Prime Minister Trudeau’s proposal makes the best of a bad situation. Severing ties with the House of Commons, he pledges non-partisan appointments of Independent Senators. A committee of 5, three appointed by Trudeau, and two from the province of appointment, will provide a short list to Trudeau, who will have the final say.

There are valid questions to be sure. How “non-partisan” will the appointments be, if Trudeau has control over a majority of the committee AND final say over the selection? Who is to say he won’t fill up the Senate with partisans, just as past Prime Ministers have done? Senators remain unaccountable with terms lasting until they turn 75. Yet at this juncture, considering the constraints of the Constitution, things look as good as they could.

Naturally there will be criticism, because there will be losers and winners. British Columbia is not satisfied because it is under-represented in the Senate according to its population. But allocating Senators based on population duplicates the House of Commons, and it is not compatible with equality by region or province. And how would you convince other provinces to agree when they would see their relative share of the Senate decrease?

Triple-E proponents will be disappointed, but again, how would you convince overrepresented provinces to decrease their representation? If equal representation from the provinces is impossible, equal representation from the regions must be a close second. If elected Senators are impossible, perhaps Senators independent of the Prime Minister will provide effective provincial voices.

An added benefit is the overall structure of Parliament won’t change.
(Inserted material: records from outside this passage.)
//! Prompt templates for the architect and coder phases.
//!
//! Templates are embedded Jinja2 rendered through a shared minijinja
//! environment. The architect prompt asks for a structured specification
//! instead of code; the coder prompt embeds that specification; the direct
//! prompt is the fallback used when planning produced nothing.

use minijinja::{Environment, context};
use once_cell::sync::Lazy;

use codeloom_core::{LoomError, Result};

/// Literal prompt that opts out of revision context even when prior code
/// exists. Known fragile heuristic, kept for compatibility.
pub const NEW_PROJECT_TRIGGER: &str = "new";

const ARCHITECT_TEMPLATE: &str = r#"You are a software architect. Produce a short, concrete build
specification for the request below. Describe the user-visible behavior,
the layout, and the interaction model in numbered points. Do NOT write any
code.

Request: {{ request }}
{% if prior_code %}
The user is revising an existing program. Current code:

{{ prior_code }}

Specify only what the revised version should do.
{% endif %}"#;

const CODER_TEMPLATE: &str = r#"You are an expert developer. Implement the specification below as a
single, complete, runnable file. Prefer self-contained HTML/JavaScript for
anything visual or interactive, and Python for data or scripting tasks.
Output exactly one fenced code block tagged with the language and nothing
else.
{% if style %}
Authoring style: {{ style }}
{% endif %}
Specification:
{{ spec }}

Original request: {{ request }}
{% if revision %}
This is a revision of the user's previous program; keep working behavior
the user did not ask to change.
{% endif %}"#;

const DIRECT_TEMPLATE: &str = r#"You are an expert developer. Build the following as a single, complete,
runnable file. Prefer self-contained HTML/JavaScript for anything visual or
interactive, and Python for data or scripting tasks. Output exactly one
fenced code block tagged with the language and nothing else.
{% if style %}
Authoring style: {{ style }}
{% endif %}
Request: {{ request }}"#;

static ENV: Lazy<Environment<'static>> = Lazy::new(|| {
    let mut env = Environment::new();
    env.add_template("architect", ARCHITECT_TEMPLATE)
        .expect("architect template is valid");
    env.add_template("coder", CODER_TEMPLATE)
        .expect("coder template is valid");
    env.add_template("direct", DIRECT_TEMPLATE)
        .expect("direct template is valid");
    env
});

fn render(name: &str, ctx: minijinja::Value) -> Result<String> {
    let template = ENV
        .get_template(name)
        .map_err(|e| LoomError::internal(format!("missing prompt template '{name}': {e}")))?;
    template
        .render(ctx)
        .map_err(|e| LoomError::internal(format!("failed to render prompt '{name}': {e}")))
}

/// True when the cycle should be treated as a revision: prior code exists
/// and the prompt is not the literal new-project trigger word.
pub fn is_revision(prompt: &str, prior_code: &str) -> bool {
    !prior_code.trim().is_empty() && !prompt.trim().eq_ignore_ascii_case(NEW_PROJECT_TRIGGER)
}

/// Builds the architect (planning) prompt.
pub fn architect_prompt(request: &str, prior_code: Option<&str>) -> Result<String> {
    render(
        "architect",
        context! {
            request => request,
            prior_code => prior_code.unwrap_or(""),
        },
    )
}

/// Builds the coder (implementation) prompt from a non-blank specification.
pub fn coder_prompt(
    spec: &str,
    request: &str,
    revision: bool,
    style: Option<&str>,
) -> Result<String> {
    render(
        "coder",
        context! {
            spec => spec,
            request => request,
            revision => revision,
            style => style.unwrap_or(""),
        },
    )
}

/// Builds the direct-prompt fallback used when planning produced no
/// specification.
pub fn direct_prompt(request: &str, style: Option<&str>) -> Result<String> {
    render("direct", context! { request => request, style => style.unwrap_or("") })
}

#[cfg(test)]
mod tests {
    use super::*;

    #[test]
    fn test_architect_prompt_embeds_request() {
        let prompt = architect_prompt("a pomodoro timer", None).unwrap();
        assert!(prompt.contains("a pomodoro timer"));
        assert!(!prompt.contains("Current code"));
    }

    #[test]
    fn test_architect_prompt_embeds_prior_code_for_revision() {
        let prompt = architect_prompt("make it blue", Some("<html></html>")).unwrap();
        assert!(prompt.contains("<html></html>"));
        assert!(prompt.contains("revising"));
    }

    #[test]
    fn test_coder_prompt_embeds_spec_and_style() {
        let prompt = coder_prompt("1. draws a grid", "a grid", false, Some("retro")).unwrap();
        assert!(prompt.contains("1. draws a grid"));
        assert!(prompt.contains("retro"));
    }

    #[test]
    fn test_direct_prompt_omits_spec_section() {
        let prompt = direct_prompt("a calculator", None).unwrap();
        assert!(prompt.contains("a calculator"));
        assert!(!prompt.contains("Specification:"));
    }

    #[test]
    fn test_revision_detection() {
        assert!(is_revision("make it faster", "print(1)"));
        assert!(!is_revision("new", "print(1)"));
        assert!(!is_revision("NEW", "print(1)"));
        assert!(!is_revision("make it faster", "   "));
    }
}
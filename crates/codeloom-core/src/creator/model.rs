//! Creator domain model.

use serde::{Deserialize, Serialize};
use uuid::Uuid;

/// A saved authoring persona applied to the implementation prompt.
#[derive(Debug, Clone, PartialEq, Eq, Serialize, Deserialize)]
pub struct Creator {
    /// Stable UUID identifier.
    pub id: String,
    /// Display name.
    pub name: String,
    /// Short role description ("arcade game designer").
    pub role: String,
    /// Style directives injected verbatim into the coder prompt.
    pub style: String,
    /// RFC3339 creation timestamp.
    pub created_at: String,
}

impl Creator {
    /// Creates a new creator with a fresh UUID and current timestamp.
    pub fn new(
        name: impl Into<String>,
        role: impl Into<String>,
        style: impl Into<String>,
    ) -> Self {
        Self {
            id: Uuid::new_v4().to_string(),
            name: name.into(),
            role: role.into(),
            style: style.into(),
            created_at: chrono::Utc::now().to_rfc3339(),
        }
    }
}

#[cfg(test)]
mod tests {
    use super::*;

    #[test]
    fn test_new_creator_has_unique_id() {
        let a = Creator::new("Pixel", "game designer", "retro 8-bit palette");
        let b = Creator::new("Pixel", "game designer", "retro 8-bit palette");
        assert_ne!(a.id, b.id);
        assert!(!a.created_at.is_empty());
    }
}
The House of Commons will remain the dominant chamber, where much of our unwritten constitution, including choosing the Prime Minister and confidence votes, originates. No new constitutional question of deadlock between two democratically elected chambers need be answered, like in Australia. The Senate would revert to its original function, only with less partisanship. At least Westminster purists should be satisfied.

Politics is the art of the possible. Stephen Harper found out what was possible and what wasn’t with Senate Reform. He unsuccessfully pushed for drastic reform, which paved the way for Trudeau’s more modest proposal. Now it is up to Justin Trudeau to execute. Both Prime Ministers have spent political capital, and both were needed to advance the issue. Trudeau would have faced more criticism for not democratizing the Senate if not for Harper attempting just that.

At the end of the day, if most Canadians even begrudgingly admit the Senate is better than it was before, that is a victory. Give credit where it is due: to Stephen Harper for finding the road to practical Senate reform, and to Justin Trudeau for taking us down it – even if we all remain displeased with the outcome.